Comment 14 Martin George 2007-11-06 18:32:20 UTC

What I meant was that the issue seemed purely a host related one from the
Finisar trace. But identifying which layer in the storage stack triggered the
freeze is the tough part. 

As requested, I'll try checking the dmsetup status on the host before every
fault. Will also attach the relevant console logs & /var/log/messages for this
scenario.

Comment 15 mukesh kumar 2007-11-06 18:51:35 UTC

>>Hi Emulex,
>>Do you think that it means the device driver is stalling and
>>the first suspect?
>>Or do you think that it is a result of other components' fault
>>or something?

We don’t have enough data to suspect device driver at this point. Device 
driver is completing Fibre channel discovery without any error. 
There is no device driver thread in non interruptible state in all sysrq task 
dump. 

Additional test data ( back trace of any uninterruptible processes a few
minutes apart )on DEBUG KERNEL with NMI WATCHDOG enable will help.


>>-- I think the "recursive locking" message was displayed during the host 
>>reboot and not during the freeze. 

It's worth debugging why we see this "recursive locking" message during system 
boot.

Comment 16 Kiyoshi Ueda 2007-11-06 19:09:32 UTC

> >>-- I think the "recursive locking" message was displayed during the host 
> >>reboot and not during the freeze. 
> 
> It's worth debugging why we see this "recursive locking" message during system 
> boot.

It's a known problem.

http://marc.info/?l=dm-devel&m=116322663022361&w=2
http://marc.info/?l=dm-devel&m=116379258818712&w=2

Comment 17 Martin George 2007-11-06 19:33:51 UTC

Created attachment 249531 [details]
Sysrq dumps + /var/log/messages

Attachment contains the following:

1) Sysrq dumps - After the freeze, the process state was collected twice 10
minutes apart (not yet enabled nmi_watchdog).

2) /var/log/messages - Collected the messages file after rebooting the host.
One can see the last multipathd message at 21:48:25 due to the path faults
before the freeze. The subsequent messages correspond to the host reboot.

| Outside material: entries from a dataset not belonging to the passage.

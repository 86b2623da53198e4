//! Notebook repository contract and SQLite implementation.
//!
//! # Responsibility
//! - Provide stable CRUD APIs over `notebooks` storage.
//! - Resolve the derived cover photograph reference at read time.
//!
//! # Invariants
//! - Write paths must call `Notebook::validate()` before SQL mutations.
//! - Read paths must reject invalid persisted state instead of masking it.
//! - `list_notebooks` orders by title ascending, insertion order on ties.

use crate::model::notebook::{Notebook, NotebookId};
use crate::model::EntityKind;
use crate::repo::{next_row_seq, RepoError, RepoResult};
use rusqlite::{params, Connection, Row};
use uuid::Uuid;

const NOTEBOOK_SELECT_SQL: &str = "SELECT
    uuid,
    title,
    created_at,
    (SELECT p.uuid
       FROM photographs AS p
      WHERE p.notebook_uuid = notebooks.uuid
      ORDER BY p.seq DESC
      LIMIT 1) AS cover_uuid
FROM notebooks";

/// Repository interface for notebook CRUD operations.
pub trait NotebookRepository {
    fn create_notebook(&self, notebook: &Notebook) -> RepoResult<NotebookId>;
    fn get_notebook(&self, id: NotebookId) -> RepoResult<Option<Notebook>>;
    fn list_notebooks(&self) -> RepoResult<Vec<Notebook>>;
    fn notebook_exists(&self, id: NotebookId) -> RepoResult<bool>;
    fn list_notebook_ids(&self) -> RepoResult<Vec<NotebookId>>;
    fn delete_all_notebooks(&self) -> RepoResult<usize>;
}

/// SQLite-backed notebook repository.
pub struct SqliteNotebookRepository<'conn> {
    conn: &'conn Connection,
}

impl<'conn> SqliteNotebookRepository<'conn> {
    pub fn new(conn: &'conn Connection) -> Self {
        Self { conn }
    }
}

impl NotebookRepository for SqliteNotebookRepository<'_> {
    fn create_notebook(&self, notebook: &Notebook) -> RepoResult<NotebookId> {
        notebook.validate()?;

        let seq = next_row_seq(self.conn)?;
        self.conn.execute(
            "INSERT INTO notebooks (uuid, title, created_at, seq)
             VALUES (?1, ?2, ?3, ?4);",
            params![
                notebook.uuid.to_string(),
                notebook.title.as_str(),
                notebook.created_at,
                seq,
            ],
        )?;

        Ok(notebook.uuid)
    }

    fn get_notebook(&self, id: NotebookId) -> RepoResult<Option<Notebook>> {
        let mut stmt = self
            .conn
            .prepare(&format!("{NOTEBOOK_SELECT_SQL} WHERE uuid = ?1;"))?;

        let mut rows = stmt.query([id.to_string()])?;
        if let Some(row) = rows.next()? {
            return Ok(Some(parse_notebook_row(row)?));
        }

        Ok(None)
    }

    fn list_notebooks(&self) -> RepoResult<Vec<Notebook>> {
        let mut stmt = self
            .conn
            .prepare(&format!("{NOTEBOOK_SELECT_SQL} ORDER BY title ASC, seq ASC;"))?;

        let mut rows = stmt.query([])?;
        let mut notebooks = Vec::new();
        while let Some(row) = rows.next()? {
            notebooks.push(parse_notebook_row(row)?);
        }

        Ok(notebooks)
    }

    fn notebook_exists(&self, id: NotebookId) -> RepoResult<bool> {
        let exists: i64 = self.conn.query_row(
            "SELECT EXISTS (SELECT 1 FROM notebooks WHERE uuid = ?1);",
            [id.to_string()],
            |row| row.get(0),
        )?;
        Ok(exists == 1)
    }

    fn list_notebook_ids(&self) -> RepoResult<Vec<NotebookId>> {
        let mut stmt = self
            .conn
            .prepare("SELECT uuid FROM notebooks ORDER BY seq ASC;")?;

        let mut rows = stmt.query([])?;
        let mut ids = Vec::new();
        while let Some(row) = rows.next()? {
            ids.push(parse_uuid_column(row, "uuid", "notebooks.uuid")?);
        }

        Ok(ids)
    }

    fn delete_all_notebooks(&self) -> RepoResult<usize> {
        let deleted = self.conn.execute("DELETE FROM notebooks;", [])?;
        Ok(deleted)
    }
}

fn parse_notebook_row(row: &Row<'_>) -> RepoResult<Notebook> {
    let uuid = parse_uuid_column(row, "uuid", "notebooks.uuid")?;

    let cover_photo = match row.get::<_, Option<String>>("cover_uuid")? {
        Some(text) => Some(Uuid::parse_str(&text).map_err(|_| {
            RepoError::InvalidData(format!("invalid uuid value `{text}` in photographs.uuid"))
        })?),
        None => None,
    };

    let notebook = Notebook {
        uuid,
        title: row.get("title")?,
        created_at: row.get("created_at")?,
        cover_photo,
    };
    notebook.validate()?;
    Ok(notebook)
}

/// Reads a required UUID text column, rejecting unparseable values.
pub(crate) fn parse_uuid_column(row: &Row<'_>, column: &str, context: &str) -> RepoResult<Uuid> {
    let text: String = row.get(column)?;
    Uuid::parse_str(&text)
        .map_err(|_| RepoError::InvalidData(format!("invalid uuid value `{text}` in {context}")))
}

/// Looks up a notebook id or fails with `ParentNotFound`.
///
/// Shared by child-entity repositories that must verify their owner inside
/// the same transaction as the insert.
pub(crate) fn require_notebook(conn: &Connection, id: NotebookId) -> RepoResult<()> {
    if SqliteNotebookRepository::new(conn).notebook_exists(id)? {
        Ok(())
    } else {
        Err(RepoError::ParentNotFound {
            kind: EntityKind::Notebook,
            id,
        })
    }
}
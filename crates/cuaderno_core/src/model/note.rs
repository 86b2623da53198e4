//! Note domain model.
//!
//! # Responsibility
//! - Define the titled text record owned by a notebook.
//!
//! # Invariants
//! - `uuid` is stable and never reused for another note.
//! - `notebook` is assigned at creation and never changes.
//! - `created_at` never mutates; edits bump `updated_at` only.

use crate::model::notebook::NotebookId;
use crate::model::{EntityKind, ModelValidationError};
use serde::{Deserialize, Serialize};
use uuid::Uuid;

/// Stable identifier for a note.
pub type NoteId = Uuid;

/// A titled text entry belonging to exactly one notebook.
#[derive(Debug, Clone, PartialEq, Eq, Serialize, Deserialize)]
pub struct Note {
    /// Stable global ID used for linking and auditing.
    pub uuid: NoteId,
    /// Owning notebook; immutable for the lifetime of the note.
    pub notebook: NotebookId,
    /// Display title; searchable.
    pub title: String,
    /// Free-form body text.
    pub contents: String,
    /// Unix epoch milliseconds; assigned at creation.
    pub created_at: i64,
    /// Unix epoch milliseconds; bumped by every edit.
    pub updated_at: i64,
}

impl Note {
    /// Creates a new note with a generated stable ID.
    ///
    /// `updated_at` starts equal to `created_at`.
    pub fn new(
        notebook: NotebookId,
        title: impl Into<String>,
        contents: impl Into<String>,
        created_at: i64,
    ) -> Self {
        Self::with_id(Uuid::new_v4(), notebook, title, contents, created_at)
    }

    /// Creates a new note with a caller-provided stable ID.
    pub fn with_id(
        uuid: NoteId,
        notebook: NotebookId,
        title: impl Into<String>,
        contents: impl Into<String>,
        created_at: i64,
    ) -> Self {
        Self {
            uuid,
            notebook,
            title: title.into(),
            contents: contents.into(),
            created_at,
            updated_at: created_at,
        }
    }

    /// Checks identity and ownership invariants before persistence.
    pub fn validate(&self) -> Result<(), ModelValidationError> {
        if self.uuid.is_nil() {
            return Err(ModelValidationError::NilUuid(EntityKind::Note));
        }
        if self.notebook.is_nil() {
            return Err(ModelValidationError::NilOwner(EntityKind::Note));
        }
        Ok(())
    }
}
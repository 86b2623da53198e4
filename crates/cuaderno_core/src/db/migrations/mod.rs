//! Versioned schema migrations.
//!
//! The registry pairs each schema version with the SQL that produces it;
//! `PRAGMA user_version` records how far a database has come. Opening a
//! database replays every step it is missing.
//!
//! # Invariants
//! - Registry entries are sorted by version and never reordered or edited
//!   once released; schema changes append a new step.
//! - Each step applies atomically, together with its version stamp.

use crate::db::{DbError, DbResult};
use rusqlite::Connection;

const MIGRATIONS: &[(u32, &str)] = &[(1, include_str!("0001_init.sql"))];

/// Highest schema version this build can produce and read.
pub fn latest_version() -> u32 {
    MIGRATIONS.last().map_or(0, |(version, _)| *version)
}

/// Brings `conn` to the latest schema version.
///
/// Databases already at the latest version pass through untouched; a
/// database ahead of this build is rejected.
pub fn apply_migrations(conn: &mut Connection) -> DbResult<()> {
    let found = schema_version(conn)?;
    let supported = latest_version();
    if found > supported {
        return Err(DbError::UnsupportedSchemaVersion { found, supported });
    }

    for (version, sql) in MIGRATIONS {
        if *version <= found {
            continue;
        }
        let tx = conn.transaction()?;
        tx.execute_batch(sql)?;
        tx.execute_batch(&format!("PRAGMA user_version = {version};"))?;
        tx.commit()?;
    }

    Ok(())
}

fn schema_version(conn: &Connection) -> DbResult<u32> {
    Ok(conn.query_row("PRAGMA user_version;", [], |row| row.get(0))?)
}
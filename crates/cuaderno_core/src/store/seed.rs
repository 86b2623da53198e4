//! First-run sample content.
//!
//! Seeds three notebooks ("notebook 1" through "notebook 3"), an optional
//! shared cover image, and four short notes. Runs only against an empty
//! store so user data is never mixed with samples.

use crate::model::now_millis;
use crate::model::photograph::PhotographOwner;
use crate::repo::notebook_repo::{NotebookRepository, SqliteNotebookRepository};
use crate::repo::RepoResult;
use crate::watch::commit::ChangeSet;
use rusqlite::Connection;

use super::ops::{attach_photograph_op, create_note_op, create_notebook_op};

/// Returns `false` without writing anything when notebooks already exist.
pub(crate) fn preload_sample_data_op(
    conn: &Connection,
    cover_image: Option<&[u8]>,
    changes: &mut ChangeSet,
) -> RepoResult<bool> {
    let existing = SqliteNotebookRepository::new(conn).list_notebook_ids()?;
    if !existing.is_empty() {
        return Ok(false);
    }

    let created_at = now_millis();
    let mut notebooks = Vec::with_capacity(3);
    for index in 1..=3 {
        let notebook = create_notebook_op(conn, format!("notebook {index}"), created_at, changes)?;
        notebooks.push(notebook);
    }

    if let Some(image) = cover_image {
        // The same picture covers every sample notebook.
        for notebook in &notebooks {
            attach_photograph_op(
                conn,
                PhotographOwner::NotebookCover(notebook.uuid),
                image,
                created_at,
                changes,
            )?;
        }
    }

    let sample_notes = [
        (0usize, "nota del notebook 1"),
        (0, "nota del notebook 1"),
        (1, "nota del notebook 2"),
        (2, "nota del notebook 3"),
    ];
    for (owner, title) in sample_notes {
        create_note_op(
            conn,
            notebooks[owner].uuid,
            title.to_string(),
            "Contents".to_string(),
            created_at,
            changes,
        )?;
    }

    Ok(true)
}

Comment 18 mukesh kumar 2007-11-07 00:40:59 UTC

System is in hung state because root device is loosing all path. HBA driver is 
returning DID_ERROR on active path ( 3:0:1:0 and 4:0:0:0 ) while other two 
paths remain dead. We need additional information to figure out why lpfc 
driver is  returning DID_ERROR. 

Please run test with NO IO and lpfc driver log  verbose set to 0x40.

you can turn on lpfc driver log level by adding following line 
to  /etc/modprobe.conf
options lpfc lpfc_log_verbose=0x40

Comment 19 Martin George 2007-11-07 12:32:51 UTC

Created attachment 250041 [details]
Syrq dumps + messages with lpfc verbose logging

Attachment contains the following:

1) rhel5.1-lpfc-verbose-1.TXT - Sysrq dumps of the host(with debug kernel) with
no IO run. The process state was collected twice 10 minutes apart after the
freeze. The lpfc log verbose was set to 0x40 and nmi_watchdog enabled.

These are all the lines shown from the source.